顧客のリテラシーレベルと顧客のリスク許容度

知識や経験が少ない人にほど「リスクの捉え方」を伝えるべきだ。

資産形成に向けて投資が必要とされている人は、知識や経験が少なく、リテラシーの低い人が圧倒的に多いことは、仕方がないことである。今まで、お金に関する教育を受ける機会はほとんどない。これは学校においてもである。社会に出ても、自ら進んで、学習しようとしない限り、その機会を得ることはない。少し前の世代は、投資をしなくても生活に支障がなかったのであろう。近年、金融教育の重要性が広く認識されてきたことにより、環境は変わりつつある。しかし、まだ金融に対する考え方のギャップは存在する。

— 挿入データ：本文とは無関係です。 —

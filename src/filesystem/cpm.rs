/// CP/M-family directory and allocation engine

use std::path::Path;

use crate::error::{FsError, Result};
use crate::filesystem::fat::{FatEntry, ALLOCATION_UNITS, ENTRY_SIZE, FILENAME_LEN, FREE_BYTE};
use crate::filesystem::{
    FileAttr, Filesystem, FsStats, BLOCK_SIZE, DIR_MODE, FILE_MODE, RECORD_SIZE,
};
use crate::geometry::DiskPos;
use crate::image::{Disk, Sector};

/// Disk Parameter Block: per-format layout constants
///
/// See <https://www.seasip.info/Cpm/format22.html> for field meanings.
#[derive(Debug, Clone, Copy)]
pub struct DiskParameterBlock {
    /// 128-byte records per track
    pub spt: u16,
    /// Block shift; 4 means 2048-byte blocks
    pub bsh: u8,
    /// Block mask
    pub blm: u8,
    /// Extent mask
    pub exm: u8,
    /// Highest block number
    pub dsm: u16,
    /// Highest directory entry number
    pub drm: u16,
    /// Directory allocation bitmap, first byte
    pub al0: u8,
    /// Directory allocation bitmap, second byte
    pub al1: u8,
    /// Checksum vector size; 0 for a fixed disk
    pub cks: u16,
    /// Reserved tracks before the directory
    pub off: u16,
}

/// CP/M 2.2 3.5" format
static CPM_DPB: DiskParameterBlock = DiskParameterBlock {
    spt: 32,
    bsh: 4,
    blm: 15,
    exm: 0,
    dsm: 341,
    drm: 127,
    al0: 0xC0,
    al1: 0,
    cks: 0,
    off: 2,
};

/// BASIC 3.5" format
static BASIC_DPB: DiskParameterBlock = DiskParameterBlock {
    spt: 32,
    bsh: 4,
    blm: 15,
    exm: 0,
    dsm: 320,
    drm: 127,
    al0: 0xC0,
    al1: 0,
    cks: 0,
    off: 0,
};

const INTERLEAVE_9: [u8; 9] = [0, 2, 4, 6, 8, 1, 3, 5, 7];
const INTERLEAVE_16: [u8; 16] = [0, 2, 4, 6, 8, 10, 12, 14, 1, 3, 5, 7, 9, 11, 13, 15];

fn interleave_for(sectors: u32) -> Option<&'static [u8]> {
    match sectors {
        9 => Some(&INTERLEAVE_9),
        16 => Some(&INTERLEAVE_16),
        _ => None,
    }
}

/// The two supported filesystem flavors
///
/// Both share the engine; they differ only in the parameter block, the
/// extent-number encoding and the continuation-extent predicate.
#[derive(Debug, Clone, Copy, PartialEq, Eq)]
pub enum Variant {
    /// Standard CP/M 2.2 on 3.5" media
    Cpm,
    /// BASIC (HC) 3.5" flavor
    Basic,
}

impl Variant {
    /// Parse a variant name as used on the command line
    pub fn from_name(name: &str) -> Option<Self> {
        match name {
            "cpm" => Some(Variant::Cpm),
            "hc" => Some(Variant::Basic),
            _ => None,
        }
    }

    /// The layout constants of this flavor
    pub fn dpb(&self) -> &'static DiskParameterBlock {
        match self {
            Variant::Cpm => &CPM_DPB,
            Variant::Basic => &BASIC_DPB,
        }
    }

    /// Split an extent index into the on-disk (ex_lo, ex_hi) pair
    fn encode_extent(&self, index: u32) -> (u8, u8) {
        match self {
            Variant::Cpm => ((index % 32) as u8, (index / 32) as u8),
            Variant::Basic => (index as u8, 0),
        }
    }

    /// Whether an entry is a continuation extent rather than a primary
    fn is_extent(&self, entry: &FatEntry) -> bool {
        match self {
            Variant::Cpm => entry.ex_lo != 0,
            Variant::Basic => entry.ex_lo != 0 || entry.ex_hi != 0,
        }
    }
}

impl std::fmt::Display for Variant {
    fn fmt(&self, f: &mut std::fmt::Formatter<'_>) -> std::fmt::Result {
        match self {
            Variant::Cpm => write!(f, "cpm"),
            Variant::Basic => write!(f, "hc"),
        }
    }
}

/// Extract the filename of a flat path; `None` for anything but `/<name>`
fn basename(path: &str) -> Option<&str> {
    let name = path.strip_prefix('/')?;

    if name.is_empty() || name.contains('/') {
        return None;
    }

    Some(name)
}

fn blocks_for(length: u64) -> u32 {
    (length / BLOCK_SIZE as u64 + u64::from(length % BLOCK_SIZE as u64 != 0)) as u32
}

/// The directory and allocation engine shared by both variants
///
/// The directory is loaded once at mount; every operation walks the
/// in-memory entries by name, so files are purely emergent from the entry
/// set. [`CpmFs::save`] flushes the directory and the image back out.
pub struct CpmFs {
    disk: Box<dyn Disk>,
    variant: Variant,
    interleave: &'static [u8],
    /// Logical block number of the first directory block, derived from the
    /// reserved-track offset
    first_block: u32,
    entries: Vec<FatEntry>,
}

impl CpmFs {
    /// Mount a disk as the given filesystem flavor
    pub fn new(disk: Box<dyn Disk>, variant: Variant) -> Result<Self> {
        let sectors = disk.properties().sectors();
        let interleave =
            interleave_for(sectors).ok_or(FsError::UnsupportedGeometry { sectors })?;

        let props = disk.properties();
        let first_block =
            variant.dpb().off as u32 * props.sectors_per_track() * props.sector_size()
                / BLOCK_SIZE;

        let mut fs = Self {
            disk,
            variant,
            interleave,
            first_block,
            entries: Vec::new(),
        };

        fs.load_fat()?;

        Ok(fs)
    }

    /// The mounted flavor
    pub fn variant(&self) -> Variant {
        self.variant
    }

    /// The underlying disk image
    pub fn disk(&self) -> &dyn Disk {
        self.disk.as_ref()
    }

    /// The raw directory entries, free slots included
    pub fn entries(&self) -> &[FatEntry] {
        &self.entries
    }

    /// Flush the directory and write the image back to `path`
    ///
    /// Both steps are skipped while the disk is unmodified, so a read-only
    /// session never rewrites the image.
    pub fn save(&mut self, path: &Path) -> Result<()> {
        self.save_fat()?;

        if self.disk.modified() {
            self.disk.save(path)?;
        }

        Ok(())
    }

    /// Apply the sector interleave to a linear position
    fn ipos(&self, pos: u32) -> Result<u32> {
        let props = self.disk.properties();

        let apos = DiskPos::from_pos(props, pos)?;
        let bpos = DiskPos::new(
            props,
            apos.track(),
            apos.head(),
            self.interleave[apos.sector() as usize] as u32,
        )?;

        Ok(bpos.pos())
    }

    /// Read a logical block, substituting zero-fill for absent sectors
    fn read_block(&self, block: u32) -> Result<Vec<u8>> {
        let sector_size = self.disk.properties().sector_size();
        let per_block = BLOCK_SIZE / sector_size;

        let start = (self.first_block + block) * per_block;
        let mut buf = Vec::with_capacity(BLOCK_SIZE as usize);

        for i in start..start + per_block {
            let sector = self.disk.read(self.ipos(i)?);

            if sector.is_empty() {
                buf.resize(buf.len() + sector_size as usize, 0);
            } else {
                buf.extend_from_slice(sector.data());
            }
        }

        Ok(buf)
    }

    /// Write a logical block sector by sector
    fn write_block(&mut self, block: u32, buf: &[u8]) -> Result<()> {
        let sector_size = self.disk.properties().sector_size();
        let per_block = BLOCK_SIZE / sector_size;

        let start = (self.first_block + block) * per_block;

        for (i, chunk) in buf.chunks(sector_size as usize).enumerate() {
            let pos = self.ipos(start + i as u32)?;
            self.disk.write(pos, Sector::new(chunk.to_vec()))?;
        }

        Ok(())
    }

    /// Parse the directory out of blocks 0 and 1
    fn load_fat(&mut self) -> Result<()> {
        self.entries.clear();
        self.entries
            .reserve(2 * BLOCK_SIZE as usize / ENTRY_SIZE);

        for block in 0..2 {
            let buf = self.read_block(block)?;

            for raw in buf.chunks_exact(ENTRY_SIZE) {
                self.entries.push(FatEntry::from_bytes(raw));
            }
        }

        Ok(())
    }

    /// Wipe free blocks and write the directory back, if anything changed
    fn save_fat(&mut self) -> Result<()> {
        if !self.disk.modified() {
            return Ok(());
        }

        let free = self.free_block_map()?;
        let wipe = vec![FREE_BYTE; BLOCK_SIZE as usize];

        for (block, is_free) in free.iter().enumerate() {
            if *is_free {
                self.write_block(block as u32, &wipe)?;
            }
        }

        let mut buf = Vec::with_capacity(self.entries.len() * ENTRY_SIZE);
        for entry in &self.entries {
            buf.extend_from_slice(&entry.to_bytes());
        }

        let full_blocks = buf.len() / BLOCK_SIZE as usize;
        for i in 0..full_blocks {
            self.write_block(
                i as u32,
                &buf[i * BLOCK_SIZE as usize..(i + 1) * BLOCK_SIZE as usize],
            )?;
        }

        let tail = buf.len() % BLOCK_SIZE as usize;
        if tail != 0 {
            self.write_block(full_blocks as u32 + 1, &buf[buf.len() - tail..])?;
        }

        Ok(())
    }

    /// Mark every block referenced by an allocated entry, plus the two
    /// directory blocks, as used
    fn free_block_map(&self) -> Result<Vec<bool>> {
        let total = self.disk.properties().size() / BLOCK_SIZE - self.first_block;
        let mut free = vec![true; total as usize];

        free[0] = false;
        free[1] = false;

        for entry in &self.entries {
            if entry.free() {
                continue;
            }

            for &unit in entry.allocation_units.iter() {
                *free
                    .get_mut(unit as usize)
                    .ok_or_else(|| FsError::corrupt("allocation unit out of range"))? = false;
            }
        }

        Ok(free)
    }

    /// Index of the primary entry for `name`, if any
    fn find(&self, name: &str) -> Option<usize> {
        self.entries
            .iter()
            .position(|e| !e.free() && !self.variant.is_extent(e) && e.matches(name))
    }

    /// Sum size, block and extent counts over a file's extents
    ///
    /// Stops at the first non-full extent, which is always the last one.
    fn file_totals(&self, name: &str) -> (u64, u32, u32) {
        let mut size = 0u64;
        let mut blocks = 0u32;
        let mut extents = 0u32;

        for entry in &self.entries {
            if entry.free() || !entry.matches(name) {
                continue;
            }

            size += entry.size() as u64;
            blocks += entry.block_count();
            extents += 1;

            if !entry.full() {
                break;
            }
        }

        (size, blocks, extents)
    }

    fn file_attr(&self, size: u64) -> FileAttr {
        FileAttr {
            mode: FILE_MODE,
            nlink: 1,
            size,
            blksize: self.disk.properties().sector_size(),
            blocks: size / 512 + u64::from(size % 512 != 0),
        }
    }

    fn shrink(&mut self, name: &str, target_blocks: u32, blocks: u32) -> Result<()> {
        let mut delta = blocks.saturating_sub(target_blocks);

        for entry in self.entries.iter_mut().rev() {
            if entry.free() || !entry.matches(name) {
                continue;
            }

            let mut slot = ALLOCATION_UNITS;
            while slot > 0 && delta > 0 {
                if entry.allocation_units[slot - 1] != 0 {
                    entry.allocation_units[slot - 1] = 0;
                    delta -= 1;
                }
                slot -= 1;
            }

            entry.record_count = (entry.block_count() * BLOCK_SIZE / RECORD_SIZE) as u8;
            if entry.record_count == 0 && delta > 0 {
                entry.clear();
            }
        }

        // blocks left over mean the directory disagreed with itself
        if delta > 0 {
            Err(FsError::NotFound)
        } else {
            Ok(())
        }
    }

    fn grow(&mut self, name: &str, target_blocks: u32, blocks: u32) -> Result<()> {
        if target_blocks <= blocks {
            return Ok(());
        }

        let mut free = self.free_block_map()?;
        let mut delta = target_blocks - blocks;

        let wipe = vec![FREE_BYTE; BLOCK_SIZE as usize];
        let variant = self.variant;

        let mut tail_seen = false;
        let mut extents = 0u32;

        for idx in 0..self.entries.len() {
            {
                let entry = &mut self.entries[idx];

                if !tail_seen {
                    if entry.free() || !entry.matches(name) {
                        continue;
                    }

                    extents += 1;

                    if entry.full() {
                        continue;
                    }
                } else {
                    if !entry.free() {
                        continue;
                    }

                    entry.clear();
                    entry.user_code = 0;
                    entry.set_name(name);

                    let (lo, hi) = variant.encode_extent(extents);
                    entry.ex_lo = lo;
                    entry.ex_hi = hi;
                    extents += 1;
                }
            }

            let mut slot = 0;
            while slot < ALLOCATION_UNITS && delta > 0 {
                if self.entries[idx].allocation_units[slot] != 0 {
                    slot += 1;
                    continue;
                }

                let Some(block) = take_free_block(&mut free) else {
                    break;
                };

                self.entries[idx].allocation_units[slot] = block;
                self.write_block(block as u32, &wipe)?;

                delta -= 1;
                slot += 1;
            }

            let entry = &mut self.entries[idx];
            entry.record_count = (entry.block_count() * BLOCK_SIZE / RECORD_SIZE) as u8;
            tail_seen = entry.full();
        }

        if delta > 0 {
            Err(FsError::NoSpace)
        } else {
            Ok(())
        }
    }
}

では、投資に対する経験値が高い人と、投資の知識や経験が少ない人では何が違うのか。それは、リスクに対する捉え方が最も大きな違いである。これは、「リスクを理解しているか、していないか」ということと、「リスクをコントロールすることができるかどうか」のふたつである。投資に慣れている人は、価格変動などのリスクに対する触感を持っている。また、リスクを知ると、何らかの対応を行おうとする。この判断がいいとは限らないが、なんらかの行動することにはなれているようだ。投資したことがない人や理解が浅い人は、「投資のリスクは安定してはなく、想定以上の大きさとなる」ことへの理解や、「株式はどのくらいの価格の変動があるか」という感覚が弱い。また、判断も行動もできないし、できることを前提に考えるべきでもない。

投資リスクへの理解が弱く、リスクコントロールに向いていない人は、リスクをどう捉えればよいのか。それは、大きめの投資リスクを想定し、潜在的なリスクの大きさも考慮することである。